Le fait que les études proposées semblent redondantes par rapport aux études ou à l’emploi antérieurs peut être un élément pertinent pour trancher une demande de permis d’études. En effet, il est peu probable que l’on entreprenne un programme d’études qui ne procure aucun bénéfice. Toutefois, ce genre d’affirmation doit cadrer avec la preuve.

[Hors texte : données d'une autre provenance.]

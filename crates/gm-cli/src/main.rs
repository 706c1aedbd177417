//! gm - build affine transforms and inspect what they do
//!
//! Chains translate/scale/rotate operations, applies the result to points,
//! vectors and normals, and prints matrices, inverses and shading frames.

use anyhow::Result;
use clap::{ArgAction, Args, Parser, Subcommand};
use tracing_subscriber::EnvFilter;

mod commands;

use commands::Op;

#[derive(Parser)]
#[command(name = "gm")]
#[command(author, version, about = "Affine transform and shading frame tool")]
#[command(long_about = "
Builds transforms from an ordered list of operations and applies them.
Operations compose left to right: the last one listed acts on the input first.

Examples:
  gm apply -o scale:1,4,1 --point 1,1,1 --vector 0,1,0 --normal 0,1,0
  gm apply -o translate:0,0,7 -o rotate:1,0,0,90 --point 1,1,1
  gm matrix -o rotate:0,1,1,30 -o scale:2,1,1
  gm invert 1,2,0,1,0,1,3,0,2,0,1,4,0,1,0,1
  gm onb 0.99,0.1,0.1
")]
struct Cli {
    #[command(subcommand)]
    command: Commands,

    /// Verbose output (-v debug, -vv trace)
    #[arg(short, long, global = true, action = ArgAction::Count)]
    verbose: u8,
}

#[derive(Subcommand)]
enum Commands {
    /// Apply a transform to points, vectors and normals
    #[command(visible_alias = "a")]
    Apply(ApplyArgs),

    /// Print the forward and inverse matrices of a transform
    #[command(visible_alias = "m")]
    Matrix(MatrixArgs),

    /// Invert an explicit 4x4 matrix
    Invert(InvertArgs),

    /// Build an orthonormal basis from a normal
    Onb(OnbArgs),
}

#[derive(Args)]
struct ApplyArgs {
    /// Operation: translate:X,Y,Z | scale:X,Y,Z | rotate:AX,AY,AZ,DEGREES
    #[arg(short = 'o', long = "op")]
    ops: Vec<Op>,

    /// Point to transform (X,Y,Z)
    #[arg(short, long = "point", allow_hyphen_values = true)]
    points: Vec<String>,

    /// Direction vector to transform (X,Y,Z)
    #[arg(short = 'd', long = "vector", allow_hyphen_values = true)]
    vectors: Vec<String>,

    /// Surface normal to transform (X,Y,Z)
    #[arg(short, long = "normal", allow_hyphen_values = true)]
    normals: Vec<String>,

    /// Reject transforms with non-finite or inconsistent matrices
    #[arg(long)]
    strict: bool,
}

#[derive(Args)]
struct MatrixArgs {
    /// Operation: translate:X,Y,Z | scale:X,Y,Z | rotate:AX,AY,AZ,DEGREES
    #[arg(short = 'o', long = "op")]
    ops: Vec<Op>,

    /// Digits after the decimal point
    #[arg(long, default_value = "4")]
    precision: usize,
}

#[derive(Args)]
struct InvertArgs {
    /// 16 comma-separated values in row-major order
    #[arg(allow_hyphen_values = true)]
    values: String,

    /// Digits after the decimal point
    #[arg(long, default_value = "4")]
    precision: usize,
}

#[derive(Args)]
struct OnbArgs {
    /// Normal direction (X,Y,Z); normalized before use
    #[arg(allow_hyphen_values = true)]
    normal: String,
}

fn init_logging(verbose: u8) {
    let default_level = match verbose {
        0 => "warn",
        1 => "debug",
        _ => "trace",
    };
    let filter =
        EnvFilter::try_from_default_env().unwrap_or_else(|_| EnvFilter::new(default_level));
    tracing_subscriber::fmt()
        .with_env_filter(filter)
        .with_writer(std::io::stderr)
        .init();
}

fn main() -> Result<()> {
    let cli = Cli::parse();
    init_logging(cli.verbose);

    match cli.command {
        Commands::Apply(args) => commands::apply::run(args),
        Commands::Matrix(args) => commands::matrix::run(args),
        Commands::Invert(args) => commands::matrix::run_invert(args),
        Commands::Onb(args) => commands::onb::run(args),
    }
}
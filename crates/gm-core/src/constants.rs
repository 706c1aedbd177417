//! Numeric constants used across the engine.
//!
//! All values are `f32`, the working precision of `gm_math::Transform` and
//! the primitive vector types.

/// Absolute tolerance for floating point equality.
pub const EPSILON: f32 = 1e-5;

/// Largest finite `f32`.
pub const MAX_FLOAT: f32 = f32::MAX;

/// Most negative finite `f32`.
pub const MIN_FLOAT: f32 = f32::MIN;

/// Archimedes' constant.
pub const PI: f32 = std::f32::consts::PI;

/// 1 / π.
pub const INV_PI: f32 = std::f32::consts::FRAC_1_PI;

[15] En l’espèce, l’agent a conclu que le diplôme en cybersécurité que Mme Rashid envisage d’obtenir de la Toronto School of Management ne lui permettrait pas de [traduction] « progresser de manière significative sur le plan professionnel ou scolaire ». Les notes versées dans le SMGC montrent que l’agent savait que Mme Rashid avait touché au domaine de la cybersécurité dans le cadre de son emploi antérieur et qu’elle avait exprimé l’intérêt d’approfondir ses connaissances en la matière afin de progresser dans sa carrière. L’agent a souligné que Mme Rashid détenait déjà un diplôme en droit du Royaume-Uni, mais il n’a pas comparé le « niveau » de ce diplôme avec celui qu’elle espérait obtenir à Toronto.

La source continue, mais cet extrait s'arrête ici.